Millones de personas lo han visitado, lo han fotografiado y lo han admirado desde la distancia. Sin embargo, muy pocos saben lo que hay debajo del Castillo de Chapultepec: no una simple colina, sino los restos de un antiguo volcán cuya formación comenzó hace aproximadamente 23 millones de años, mucho antes de que existiera el Valle de México tal como lo conocemos hoy.

La historia del Castillo, en realidad, comienza mucho antes que la historia de la propia ciudad.

Un volcán que solo erupcionó una vez

El llamado Cerro de Chapultepec corresponde geológicamente a un volcán monogenético, una categoría que agrupa a aquellos volcanes que presentan una única erupción a lo largo de toda su existencia. Tras ese único episodio volcánico, permanecen inactivos para siempre.

Más específicamente, los estudios geológicos indican que se trata de un domo volcánico: una estructura formada por el ascenso de magma muy viscoso que, en lugar de fluir grandes distancias, se acumuló alrededor de su punto de emisión. Ese proceso ocurrió durante el Mioceno, un periodo en el que gran parte del centro del territorio mexicano experimentaba una intensa actividad volcánica.

Con el paso del tiempo, la erosión y las transformaciones del paisaje fueron modelando esa elevación hasta darle la forma que hoy distingue al Bosque de Chapultepec.

La roca que sostiene al Castillo

Uno de los aspectos más relevantes de esta formación es el tipo de roca que la compone. El volcán está constituido principalmente por dacita, una roca ígnea de gran resistencia originada por el enfriamiento del magma.

Esa solidez natural fue, precisamente, una de las razones por las que el sitio resultó ideal para levantar construcciones de gran peso a lo largo de los siglos. Sin esa base volcánica tan resistente, difícilmente el cerro habría podido sostener las edificaciones que fueron añadiéndose hasta conformar el actual castillo.

Un lugar sagrado antes de ser fortaleza

Mucho antes de la llegada de los españoles, Chapultepec ya ocupaba un lugar privilegiado para los pueblos originarios. Su nombre proviene del náhuatl y se traduce aproximadamente como “cerro del chapulín”, reflejando la profunda relación entre el paisaje y la cosmovisión indígena.

El sitio era apreciado tanto por su altura estratégica como por sus manantiales de agua dulce, fundamentales para el abastecimiento de ciudades como México Tenochtitlan.
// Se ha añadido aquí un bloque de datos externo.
// ============================================================
// Layer 6 — Score Logger
// ============================================================
// Records one CSV row per scored example.
//
// Columns:
//   - id:           sample identifier from the input file
//   - signal:       the aggregated signal, features separated by
//                   spaces (one value for scalar states)
//   - steps:        jump steps taken before stopping
//   - stopped:      whether the example stopped before the budget
//   - total_offset: document tokens read across all steps
//   - complete:     min((d_start + d_offset) / doc_len, 1) at the
//                   last location, as in the batch complete ratio
//
// Example CSV output:
//   id,signal,steps,stopped,total_offset,complete
//   q1-d7,2.000000,3,true,5,1.000000
//   q1-d9,0.500000 1.250000,1,false,2,0.400000
//
// The header is written once; later runs append.
//
// Reference: Rust Book §12 (I/O and File Handling)

use anyhow::{Context, Result};
use serde::{Deserialize, Serialize};
use std::{
    fs::{self, OpenOptions},
    io::Write,
    path::{Path, PathBuf},
};

const HEADER: &str = "id,signal,steps,stopped,total_offset,complete";

/// One row of the score log.
#[derive(Debug, Clone, PartialEq, Serialize, Deserialize)]
pub struct ExampleScore {
    pub id: String,
    pub signal: Vec<f32>,
    pub steps: usize,
    pub stopped: bool,
    pub total_offset: usize,
    pub complete: f32,
}

impl ExampleScore {
    fn csv_row(&self) -> String {
        let signal: Vec<String> = self.signal.iter().map(|v| format!("{v:.6}")).collect();
        format!(
            "{},{},{},{},{},{:.6}",
            self.id.replace(',', ";"),
            signal.join(" "),
            self.steps,
            self.stopped,
            self.total_offset,
            self.complete,
        )
    }
}

pub struct ScoreLogger {
    csv_path: PathBuf,
}

impl ScoreLogger {
    /// Create the parent directory and write the header if the file
    /// is new.
    pub fn new(csv_path: impl AsRef<Path>) -> Result<Self> {
        let csv_path = csv_path.as_ref().to_path_buf();
        if let Some(dir) = csv_path.parent().filter(|d| !d.as_os_str().is_empty()) {
            fs::create_dir_all(dir)
                .with_context(|| format!("Cannot create '{}'", dir.display()))?;
        }

        if !csv_path.exists() {
            let mut f = fs::File::create(&csv_path)
                .with_context(|| format!("Cannot create '{}'", csv_path.display()))?;
            writeln!(f, "{HEADER}")?;
            tracing::debug!("Created score CSV: '{}'", csv_path.display());
        }
        Ok(Self { csv_path })
    }

    pub fn log(&self, scores: &[ExampleScore]) -> Result<()> {
        let mut f = OpenOptions::new().append(true).open(&self.csv_path)?;
        for score in scores {
            writeln!(f, "{}", score.csv_row())?;
        }
        tracing::debug!("Logged {} scores to '{}'", scores.len(), self.csv_path.display());
        Ok(())
    }

    pub fn csv_path(&self) -> &Path {
        &self.csv_path
    }
}

// ─── Unit Tests ───────────────────────────────────────────────────────────────
#[cfg(test)]
mod tests {
    use super::*;
    use tempfile::tempdir;

    fn score(id: &str, signal: Vec<f32>) -> ExampleScore {
        ExampleScore { id: id.into(), signal, steps: 3, stopped: true, total_offset: 5, complete: 1.0 }
    }

    #[test]
    fn test_header_written_once_and_rows_appended() {
        let dir = tempdir().unwrap();
        let path = dir.path().join("out").join("scores.csv");

        ScoreLogger::new(&path).unwrap().log(&[score("a", vec![2.0])]).unwrap();
        ScoreLogger::new(&path).unwrap().log(&[score("b,c", vec![0.5, 1.25])]).unwrap();

        let text = fs::read_to_string(&path).unwrap();
        let lines: Vec<&str> = text.lines().collect();
        assert_eq!(
            lines,
            vec![
                HEADER,
                "a,2.000000,3,true,5,1.000000",
                "b;c,0.500000 1.250000,3,true,5,1.000000",
            ]
        );
    }
}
Desde este lugar partían obras hidráulicas que transportaban agua hacia la capital mexica. En ese sentido, el origen volcánico del cerro también contribuyó a crear un entorno rico en recursos hídricos que lo convirtió en un espacio estratégico desde hace siglos.
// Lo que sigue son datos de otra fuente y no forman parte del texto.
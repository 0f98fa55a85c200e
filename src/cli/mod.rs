// ============================================================
// Layer 1 — CLI / Presentation Layer
// ============================================================
// The entry point for all user interaction, parsed with clap.
// All work is delegated to Layer 2 (application).
//
// Three commands are supported:
//   1. `score`         — runs the reader over encoded samples
//   2. `build-vocab`   — counts corpus words into a vocabulary
//   3. `align-vectors` — lines word vectors up with vocab ids
//
// Reference: Rust Book §7 (Modules), §12 (CLI programs)

pub mod commands;

use anyhow::Result;
use clap::Parser;
use commands::{AlignVectorsArgs, BuildVocabArgs, Commands, ScoreArgs};

#[derive(Parser, Debug)]
#[command(
    name = "selective-reader",
    version = "0.1.0",
    about = "Score query/document pairs by selectively jumping through the document."
)]
pub struct Cli {
    #[command(subcommand)]
    pub command: Commands,
}

impl Cli {
    /// Dispatch to the matching use case. Routing only.
    pub fn run(self) -> Result<()> {
        match self.command {
            Commands::Score(args)        => run_score(args),
            Commands::BuildVocab(args)   => run_build_vocab(args),
            Commands::AlignVectors(args) => run_align_vectors(args),
        }
    }
}

fn run_score(args: ScoreArgs) -> Result<()> {
    use crate::application::score_use_case::ScoreUseCase;

    tracing::info!("Scoring samples from: {}", args.samples);
    let summary = ScoreUseCase::new(args.into()).execute()?;

    println!(
        "Scored {} examples: mean steps {:.2}, stop ratio {:.3}",
        summary.examples, summary.mean_steps, summary.stop_ratio
    );
    Ok(())
}

fn run_build_vocab(args: BuildVocabArgs) -> Result<()> {
    use crate::application::vocab_use_case::BuildVocabUseCase;
    use crate::domain::traits::TokenCodec;

    let out = args.out.clone();
    let vocab = BuildVocabUseCase::new(args.into()).execute()?;
    println!("Vocabulary of {} entries saved to {}", vocab.len(), out);
    Ok(())
}

fn run_align_vectors(args: AlignVectorsArgs) -> Result<()> {
    use crate::application::vocab_use_case::AlignVectorsUseCase;

    let out = args.out.clone();
    let aligned = AlignVectorsUseCase::new(args.into()).execute()?;
    println!("{} vectors of dimension {} saved to {}", aligned.len(), aligned.dim(), out);
    Ok(())
}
Caminar sobre 23 millones de años de historia

Cuando se recorre el Bosque de Chapultepec, resulta fácil pensar que su geografía siempre fue similar a la actual. Sin embargo, la lluvia, el viento, los movimientos tectónicos y los cambios climáticos transformaron durante millones de años la superficie del antiguo volcán hasta convertirlo en la elevación que hoy se visita.

Esa larga historia geológica quedó oculta bajo jardines, senderos, monumentos y edificios históricos. Visitar Chapultepec, entonces, también significa caminar sobre una formación natural cuya existencia antecede no solo al México independiente o al colonial, sino incluso a la aparición de los primeros seres humanos sobre la Tierra.